**TASK TO CARRY OUT:** In the entries below, find the line with "pub fn roll_offset(&mut" and the line with "pub fn build_pair(&self, y: f32, now: f64)". Print those two and everything between them exactly, and nothing else.

**SOURCE MATERIAL:**
☆ ☆ ☆ ☆ ☆ ☆ ☆

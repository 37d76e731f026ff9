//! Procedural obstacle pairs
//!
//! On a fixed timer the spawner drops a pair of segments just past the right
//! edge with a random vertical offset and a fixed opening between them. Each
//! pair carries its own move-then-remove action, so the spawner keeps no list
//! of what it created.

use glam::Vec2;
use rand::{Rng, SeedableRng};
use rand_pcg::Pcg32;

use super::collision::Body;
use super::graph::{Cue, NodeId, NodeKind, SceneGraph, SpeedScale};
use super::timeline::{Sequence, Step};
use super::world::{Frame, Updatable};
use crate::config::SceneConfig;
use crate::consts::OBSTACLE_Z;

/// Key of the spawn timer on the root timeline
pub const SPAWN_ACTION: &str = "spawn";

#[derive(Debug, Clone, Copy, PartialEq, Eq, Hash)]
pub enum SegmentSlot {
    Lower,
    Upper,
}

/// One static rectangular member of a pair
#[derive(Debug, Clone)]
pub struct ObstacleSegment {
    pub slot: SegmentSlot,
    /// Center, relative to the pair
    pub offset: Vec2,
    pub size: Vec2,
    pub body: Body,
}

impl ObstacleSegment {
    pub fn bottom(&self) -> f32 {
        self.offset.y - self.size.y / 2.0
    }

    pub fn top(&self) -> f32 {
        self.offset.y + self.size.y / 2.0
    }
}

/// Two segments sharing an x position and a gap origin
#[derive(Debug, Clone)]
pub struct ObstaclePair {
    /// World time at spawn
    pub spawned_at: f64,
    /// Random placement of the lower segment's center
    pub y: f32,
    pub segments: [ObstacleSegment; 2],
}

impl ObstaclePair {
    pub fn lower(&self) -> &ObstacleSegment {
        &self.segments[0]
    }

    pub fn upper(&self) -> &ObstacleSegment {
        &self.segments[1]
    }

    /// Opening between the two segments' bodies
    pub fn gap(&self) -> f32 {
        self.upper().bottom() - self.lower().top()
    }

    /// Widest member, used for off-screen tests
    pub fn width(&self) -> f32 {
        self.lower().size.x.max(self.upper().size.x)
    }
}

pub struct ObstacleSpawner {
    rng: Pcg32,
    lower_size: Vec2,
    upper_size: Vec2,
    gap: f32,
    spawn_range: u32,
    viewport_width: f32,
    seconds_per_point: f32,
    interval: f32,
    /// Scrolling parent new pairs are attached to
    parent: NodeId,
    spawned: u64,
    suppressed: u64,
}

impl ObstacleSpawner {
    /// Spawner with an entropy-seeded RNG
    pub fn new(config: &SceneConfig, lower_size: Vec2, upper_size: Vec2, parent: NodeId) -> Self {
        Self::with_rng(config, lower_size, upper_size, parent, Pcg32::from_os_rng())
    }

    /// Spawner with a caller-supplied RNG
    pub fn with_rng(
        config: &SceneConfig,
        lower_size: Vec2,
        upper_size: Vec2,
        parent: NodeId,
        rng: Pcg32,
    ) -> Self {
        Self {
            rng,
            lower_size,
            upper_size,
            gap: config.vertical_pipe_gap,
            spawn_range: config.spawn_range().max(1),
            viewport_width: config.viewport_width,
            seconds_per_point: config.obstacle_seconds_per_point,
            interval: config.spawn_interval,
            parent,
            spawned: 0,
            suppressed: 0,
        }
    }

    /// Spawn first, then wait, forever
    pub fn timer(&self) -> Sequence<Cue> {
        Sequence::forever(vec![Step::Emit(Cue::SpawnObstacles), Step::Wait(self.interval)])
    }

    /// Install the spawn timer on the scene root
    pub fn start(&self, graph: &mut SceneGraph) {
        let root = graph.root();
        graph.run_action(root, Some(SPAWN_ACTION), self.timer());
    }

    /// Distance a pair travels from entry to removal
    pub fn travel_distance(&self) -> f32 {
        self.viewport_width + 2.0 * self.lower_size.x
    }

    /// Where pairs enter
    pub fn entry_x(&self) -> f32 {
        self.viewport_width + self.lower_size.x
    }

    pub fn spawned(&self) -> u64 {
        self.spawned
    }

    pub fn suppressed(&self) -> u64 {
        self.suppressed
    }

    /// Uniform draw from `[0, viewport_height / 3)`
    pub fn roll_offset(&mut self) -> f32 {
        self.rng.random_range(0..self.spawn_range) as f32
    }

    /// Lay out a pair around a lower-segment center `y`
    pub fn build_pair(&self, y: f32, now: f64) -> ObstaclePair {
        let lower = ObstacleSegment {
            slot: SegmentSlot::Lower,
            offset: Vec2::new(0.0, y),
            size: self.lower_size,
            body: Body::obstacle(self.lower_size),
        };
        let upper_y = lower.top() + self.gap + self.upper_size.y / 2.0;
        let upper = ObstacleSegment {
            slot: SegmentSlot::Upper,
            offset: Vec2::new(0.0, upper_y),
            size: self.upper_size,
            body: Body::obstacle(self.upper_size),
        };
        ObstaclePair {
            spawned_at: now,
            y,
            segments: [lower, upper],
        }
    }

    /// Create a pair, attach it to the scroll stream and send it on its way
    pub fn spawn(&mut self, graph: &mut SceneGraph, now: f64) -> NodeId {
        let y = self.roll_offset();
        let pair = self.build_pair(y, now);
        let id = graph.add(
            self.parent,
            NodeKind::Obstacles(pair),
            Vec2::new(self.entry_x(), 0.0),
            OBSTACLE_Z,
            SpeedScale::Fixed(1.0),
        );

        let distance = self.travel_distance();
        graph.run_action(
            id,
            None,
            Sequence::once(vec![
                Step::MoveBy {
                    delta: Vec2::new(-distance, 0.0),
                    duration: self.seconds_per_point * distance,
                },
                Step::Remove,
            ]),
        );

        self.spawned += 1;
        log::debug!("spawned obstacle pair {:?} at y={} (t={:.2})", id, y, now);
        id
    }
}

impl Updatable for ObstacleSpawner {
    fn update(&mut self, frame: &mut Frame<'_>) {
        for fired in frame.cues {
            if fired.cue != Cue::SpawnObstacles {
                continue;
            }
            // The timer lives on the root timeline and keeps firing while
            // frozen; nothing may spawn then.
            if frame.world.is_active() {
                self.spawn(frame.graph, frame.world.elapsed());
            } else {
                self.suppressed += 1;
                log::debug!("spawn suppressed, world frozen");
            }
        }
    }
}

☆ ☆ ☆ ☆ ☆ ☆ ☆

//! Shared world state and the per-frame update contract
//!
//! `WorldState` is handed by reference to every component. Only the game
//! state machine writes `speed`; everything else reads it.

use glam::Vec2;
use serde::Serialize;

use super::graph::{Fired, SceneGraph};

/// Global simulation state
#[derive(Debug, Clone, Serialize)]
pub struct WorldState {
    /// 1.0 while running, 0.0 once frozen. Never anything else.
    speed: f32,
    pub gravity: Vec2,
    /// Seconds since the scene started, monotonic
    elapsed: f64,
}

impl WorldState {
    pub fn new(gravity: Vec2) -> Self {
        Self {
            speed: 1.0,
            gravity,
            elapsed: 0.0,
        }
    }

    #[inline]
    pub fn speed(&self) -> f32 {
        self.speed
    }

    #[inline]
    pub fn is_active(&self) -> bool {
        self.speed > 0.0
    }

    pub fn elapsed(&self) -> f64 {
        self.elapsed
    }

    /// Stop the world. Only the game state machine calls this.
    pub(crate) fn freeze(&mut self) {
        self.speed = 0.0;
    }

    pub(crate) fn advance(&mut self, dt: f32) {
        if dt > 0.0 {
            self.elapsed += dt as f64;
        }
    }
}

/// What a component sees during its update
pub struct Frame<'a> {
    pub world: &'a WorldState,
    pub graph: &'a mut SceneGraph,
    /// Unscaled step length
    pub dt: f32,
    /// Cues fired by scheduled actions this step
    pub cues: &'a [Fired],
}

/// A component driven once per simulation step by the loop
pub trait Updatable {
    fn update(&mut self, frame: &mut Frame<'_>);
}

☆ ☆ ☆ ☆ ☆ ☆ ☆

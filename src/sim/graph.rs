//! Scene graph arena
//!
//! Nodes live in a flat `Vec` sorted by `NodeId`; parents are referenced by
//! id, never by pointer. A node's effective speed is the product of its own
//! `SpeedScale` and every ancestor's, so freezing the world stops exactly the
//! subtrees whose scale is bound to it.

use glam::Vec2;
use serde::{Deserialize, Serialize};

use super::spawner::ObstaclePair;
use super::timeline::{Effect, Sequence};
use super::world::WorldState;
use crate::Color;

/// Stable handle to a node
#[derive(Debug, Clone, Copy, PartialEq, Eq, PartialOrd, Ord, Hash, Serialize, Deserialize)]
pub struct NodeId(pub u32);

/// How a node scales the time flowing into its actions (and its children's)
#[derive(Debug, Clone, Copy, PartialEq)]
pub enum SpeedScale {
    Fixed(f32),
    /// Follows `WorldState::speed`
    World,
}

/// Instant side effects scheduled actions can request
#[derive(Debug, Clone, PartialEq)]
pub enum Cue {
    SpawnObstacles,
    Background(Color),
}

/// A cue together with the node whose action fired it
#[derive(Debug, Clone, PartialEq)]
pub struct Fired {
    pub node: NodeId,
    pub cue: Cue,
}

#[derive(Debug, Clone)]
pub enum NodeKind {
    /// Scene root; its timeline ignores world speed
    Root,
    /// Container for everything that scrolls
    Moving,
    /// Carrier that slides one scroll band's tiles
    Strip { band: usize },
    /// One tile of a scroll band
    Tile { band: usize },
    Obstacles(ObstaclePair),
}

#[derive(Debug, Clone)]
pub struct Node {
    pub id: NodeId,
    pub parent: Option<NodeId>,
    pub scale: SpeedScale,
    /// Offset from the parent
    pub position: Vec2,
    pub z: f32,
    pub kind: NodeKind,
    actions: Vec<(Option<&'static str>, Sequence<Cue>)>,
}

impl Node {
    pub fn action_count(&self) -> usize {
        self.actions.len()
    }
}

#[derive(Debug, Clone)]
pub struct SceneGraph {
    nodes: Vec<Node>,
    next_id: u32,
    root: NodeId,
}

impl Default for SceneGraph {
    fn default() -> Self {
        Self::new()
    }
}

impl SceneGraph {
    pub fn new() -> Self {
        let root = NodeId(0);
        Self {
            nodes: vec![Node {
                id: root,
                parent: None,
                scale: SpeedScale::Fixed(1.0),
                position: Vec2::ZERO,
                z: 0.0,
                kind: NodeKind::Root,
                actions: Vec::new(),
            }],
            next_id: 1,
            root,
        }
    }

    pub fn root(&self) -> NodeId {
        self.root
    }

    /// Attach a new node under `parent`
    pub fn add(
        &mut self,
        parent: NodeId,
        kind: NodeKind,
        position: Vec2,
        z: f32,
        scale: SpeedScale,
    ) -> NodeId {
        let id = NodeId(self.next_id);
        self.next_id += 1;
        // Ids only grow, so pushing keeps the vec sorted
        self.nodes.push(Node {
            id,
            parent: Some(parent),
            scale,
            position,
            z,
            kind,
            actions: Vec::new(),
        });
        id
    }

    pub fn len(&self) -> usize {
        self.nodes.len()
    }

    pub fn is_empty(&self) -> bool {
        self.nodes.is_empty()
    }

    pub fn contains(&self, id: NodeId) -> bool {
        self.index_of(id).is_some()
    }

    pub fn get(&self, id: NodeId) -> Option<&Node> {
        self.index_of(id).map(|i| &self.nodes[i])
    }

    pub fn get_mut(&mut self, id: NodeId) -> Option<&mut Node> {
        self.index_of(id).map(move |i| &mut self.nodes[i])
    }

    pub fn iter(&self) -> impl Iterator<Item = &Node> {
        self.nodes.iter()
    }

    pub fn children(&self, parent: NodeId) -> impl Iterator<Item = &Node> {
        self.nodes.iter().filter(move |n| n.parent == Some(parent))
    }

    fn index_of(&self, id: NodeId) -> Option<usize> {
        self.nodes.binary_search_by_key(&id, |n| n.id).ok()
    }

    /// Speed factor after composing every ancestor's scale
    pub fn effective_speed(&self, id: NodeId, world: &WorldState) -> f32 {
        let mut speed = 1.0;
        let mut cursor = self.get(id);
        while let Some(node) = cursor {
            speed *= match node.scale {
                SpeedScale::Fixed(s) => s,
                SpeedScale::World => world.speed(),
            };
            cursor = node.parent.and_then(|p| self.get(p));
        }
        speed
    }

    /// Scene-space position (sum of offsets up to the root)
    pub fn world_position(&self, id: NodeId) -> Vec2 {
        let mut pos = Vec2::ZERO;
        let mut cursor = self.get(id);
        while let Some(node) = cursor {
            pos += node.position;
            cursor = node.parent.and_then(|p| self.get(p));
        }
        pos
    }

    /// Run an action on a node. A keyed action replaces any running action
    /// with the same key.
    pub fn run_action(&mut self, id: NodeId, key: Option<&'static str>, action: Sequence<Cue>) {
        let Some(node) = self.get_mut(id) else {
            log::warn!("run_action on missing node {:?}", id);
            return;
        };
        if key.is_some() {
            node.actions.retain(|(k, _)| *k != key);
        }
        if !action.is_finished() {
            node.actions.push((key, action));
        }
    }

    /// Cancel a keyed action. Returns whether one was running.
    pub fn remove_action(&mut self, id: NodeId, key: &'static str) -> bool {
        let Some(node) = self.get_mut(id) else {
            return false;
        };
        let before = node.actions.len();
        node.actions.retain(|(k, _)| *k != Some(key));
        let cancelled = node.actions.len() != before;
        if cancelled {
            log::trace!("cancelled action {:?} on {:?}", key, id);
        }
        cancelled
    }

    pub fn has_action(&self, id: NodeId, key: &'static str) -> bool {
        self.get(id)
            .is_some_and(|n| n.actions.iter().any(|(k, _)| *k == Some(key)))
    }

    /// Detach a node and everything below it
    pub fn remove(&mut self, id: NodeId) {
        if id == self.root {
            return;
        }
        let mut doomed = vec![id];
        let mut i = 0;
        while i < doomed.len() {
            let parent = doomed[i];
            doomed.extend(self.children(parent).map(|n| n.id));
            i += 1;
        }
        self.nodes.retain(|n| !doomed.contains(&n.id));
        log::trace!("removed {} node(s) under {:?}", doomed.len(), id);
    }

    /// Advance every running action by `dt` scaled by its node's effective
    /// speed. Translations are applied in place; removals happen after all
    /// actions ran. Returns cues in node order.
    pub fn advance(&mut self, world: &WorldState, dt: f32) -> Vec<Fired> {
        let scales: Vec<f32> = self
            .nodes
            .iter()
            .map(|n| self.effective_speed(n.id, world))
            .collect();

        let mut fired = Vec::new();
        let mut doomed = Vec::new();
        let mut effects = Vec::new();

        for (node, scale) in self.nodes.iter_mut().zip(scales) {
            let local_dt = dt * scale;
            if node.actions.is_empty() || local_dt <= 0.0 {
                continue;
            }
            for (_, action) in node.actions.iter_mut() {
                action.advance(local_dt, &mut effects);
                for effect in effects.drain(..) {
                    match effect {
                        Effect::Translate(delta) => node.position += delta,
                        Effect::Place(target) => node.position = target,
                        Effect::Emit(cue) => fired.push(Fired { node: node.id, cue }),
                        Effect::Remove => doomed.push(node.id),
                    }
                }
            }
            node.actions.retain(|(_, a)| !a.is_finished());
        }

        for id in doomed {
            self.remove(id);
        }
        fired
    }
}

☆ ☆ ☆ ☆ ☆ ☆ ☆

**RESULT OF THIS TASK:**
    pub fn roll_offset(&mut self) -> f32 {
        self.rng.random_range(0..self.spawn_range) as f32
    }

    /// Lay out a pair around a lower-segment center `y`
    pub fn build_pair(&self, y: f32, now: f64) -> ObstaclePair {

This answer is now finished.